Another early and influential soul food cookbook is Vertamae Grosvenor's Vibration Cooking, or the Travel Notes of a Geechee Girl, originally published in 1970, focused on South Carolina Lowcountry/Geechee/Gullah cooking. Its focus on spontaneity in the kitchen—cooking by "vibration" rather than precisely measuring ingredients, as well as "making do" with ingredients on hand—captured the essence of traditional African-American cooking techniques. The simple, healthful, basic ingredients of lowcountry cuisine, like shrimpoysterscrab, fresh produce, rice and sweet potatoes, made it a bestseller.
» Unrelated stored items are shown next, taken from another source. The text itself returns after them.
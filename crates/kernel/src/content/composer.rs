//! Content block composer.
//!
//! Converts between the flat storage representation of a post body
//! (`RawBlock` records) and ordered, schema-checked `BlockInstance`s, and
//! checks instances for publish readiness.

use postwright_sdk::types::RawBlock;
use serde::{Deserialize, Serialize};
use serde_json::{Map, Value};
use tracing::{debug, warn};

use super::block_types::BlockTypeRegistry;
use super::field_kinds;
use crate::error::{ComposerError, ComposerResult, ValidationError};

/// One block of a post body, ready for editing or rendering.
#[derive(Debug, Clone, PartialEq, Serialize, Deserialize)]
pub struct BlockInstance {
    pub type_key: String,
    /// Render order as stored. Re-numbered on encode.
    pub ordinal: i64,
    pub fields: Map<String, Value>,
}

impl BlockInstance {
    pub fn new(type_key: impl Into<String>) -> Self {
        Self {
            type_key: type_key.into(),
            ordinal: 0,
            fields: Map::new(),
        }
    }

    /// Add a field value.
    pub fn with_field(mut self, key: &str, value: Value) -> Self {
        self.fields.insert(key.to_string(), value);
        self
    }
}

/// Composer bound to a block type registry.
#[derive(Debug, Clone, Copy)]
pub struct ContentComposer<'r> {
    registry: &'r BlockTypeRegistry,
}

impl<'r> ContentComposer<'r> {
    pub fn new(registry: &'r BlockTypeRegistry) -> Self {
        Self { registry }
    }

    /// The registry this composer reads.
    pub fn registry(&self) -> &'r BlockTypeRegistry {
        self.registry
    }

    /// Decode stored blocks into instances ordered by ordinal.
    ///
    /// Blocks with equal ordinals keep their stored order. Fails on the first
    /// block that names an unregistered type, carries a field outside its
    /// schema, or holds a value its field kind does not accept.
    pub fn decode(&self, raw: &[RawBlock]) -> ComposerResult<Vec<BlockInstance>> {
        let mut instances = Vec::with_capacity(raw.len());

        for (index, block) in raw.iter().enumerate() {
            let definition = self.registry.get(&block.type_key).ok_or_else(|| {
                ComposerError::UnknownBlockType {
                    index,
                    type_key: block.type_key.clone(),
                }
            })?;

            let mut fields = Map::new();
            for (key, value) in &block.fields {
                let Some(field) = definition.field_def(key) else {
                    return Err(ComposerError::SchemaMismatch {
                        index,
                        type_key: block.type_key.clone(),
                        field_key: key.clone(),
                    });
                };

                let kind = field_kinds::handler(field.kind);
                if !(kind.accepts)(value) {
                    return Err(ComposerError::InvalidFieldValue {
                        index,
                        type_key: block.type_key.clone(),
                        field_key: key.clone(),
                        kind: field.kind,
                    });
                }
                fields.insert(key.clone(), (kind.normalize)(value.clone()));
            }

            instances.push(BlockInstance {
                type_key: block.type_key.clone(),
                ordinal: block.ordinal,
                fields,
            });
        }

        // Vec::sort_by_key is stable, so colliding ordinals keep source order
        instances.sort_by_key(|instance| instance.ordinal);

        debug!(blocks = instances.len(), "decoded post content");
        Ok(instances)
    }

    /// Encode instances into stored blocks.
    ///
    /// Ordinals are re-numbered `0..n` in input order. Fields that the block
    /// type no longer declares are dropped. A declared field holding a value
    /// its kind does not accept fails, so stored content always decodes.
    pub fn encode(&self, instances: &[BlockInstance]) -> ComposerResult<Vec<RawBlock>> {
        let mut raw = Vec::with_capacity(instances.len());

        for (index, instance) in instances.iter().enumerate() {
            let definition = self.registry.get(&instance.type_key).ok_or_else(|| {
                ComposerError::UnknownBlockType {
                    index,
                    type_key: instance.type_key.clone(),
                }
            })?;

            let mut fields = Map::new();
            for (key, value) in &instance.fields {
                match definition.field_def(key) {
                    Some(field) => {
                        let kind = field_kinds::handler(field.kind);
                        if !(kind.accepts)(value) {
                            return Err(ComposerError::InvalidFieldValue {
                                index,
                                type_key: instance.type_key.clone(),
                                field_key: key.clone(),
                                kind: field.kind,
                            });
                        }
                        fields.insert(key.clone(), (kind.normalize)(value.clone()));
                    }
                    None => {
                        warn!(
                            block = index,
                            type_key = %instance.type_key,
                            field = %key,
                            "dropping field not in block type schema"
                        );
                    }
                }
            }

            raw.push(RawBlock {
                type_key: instance.type_key.clone(),
                ordinal: index as i64,
                fields,
            });
        }

        debug!(blocks = raw.len(), "encoded post content");
        Ok(raw)
    }

    /// Check instances for publish readiness.
    ///
    /// Reports every required field that is absent or empty, values of the
    /// wrong shape, and blocks of unregistered types. Never fails; an empty
    /// list means the content may be published.
    pub fn validate_for_publish(&self, instances: &[BlockInstance]) -> Vec<ValidationError> {
        let mut errors = Vec::new();

        for (index, instance) in instances.iter().enumerate() {
            let Some(definition) = self.registry.get(&instance.type_key) else {
                warn!(
                    block = index,
                    type_key = %instance.type_key,
                    "publish validation met an unregistered block type"
                );
                errors.push(ValidationError::unknown_block_type(index));
                continue;
            };

            for field in &definition.fields {
                let kind = field_kinds::handler(field.kind);
                let value = instance.fields.get(&field.key);

                if let Some(v) = value
                    && !(kind.accepts)(v)
                {
                    errors.push(ValidationError::invalid_value(index, &field.key));
                    continue;
                }

                if field.required && value.is_none_or(|v| (kind.is_empty)(v)) {
                    errors.push(ValidationError::missing_required(index, &field.key));
                }
            }
        }

        errors
    }
}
Usher boards and Women's Day committees of various religious congregations large and small, and even public service and social welfare organizations such as the National Council of Negro Women (NCNW) have produced cookbooks to fund their operations and charitable enterprises. The NCNW produced its first cookbook, The Historical Cookbook of the American Negro, in 1958, and revived the practice in 1993, producing a popular series of cookbooks featuring recipes by famous Black Americans, among them: The Black Family Reunion Cookbook (1991), Celebrating Our Mothers' Kitchens: Treasured Memories and Tested Recipes (1994), and Mother Africa's Table: A Chronicle of Celebration (1998). The NCNW also recently reissued The Historical Cookbook.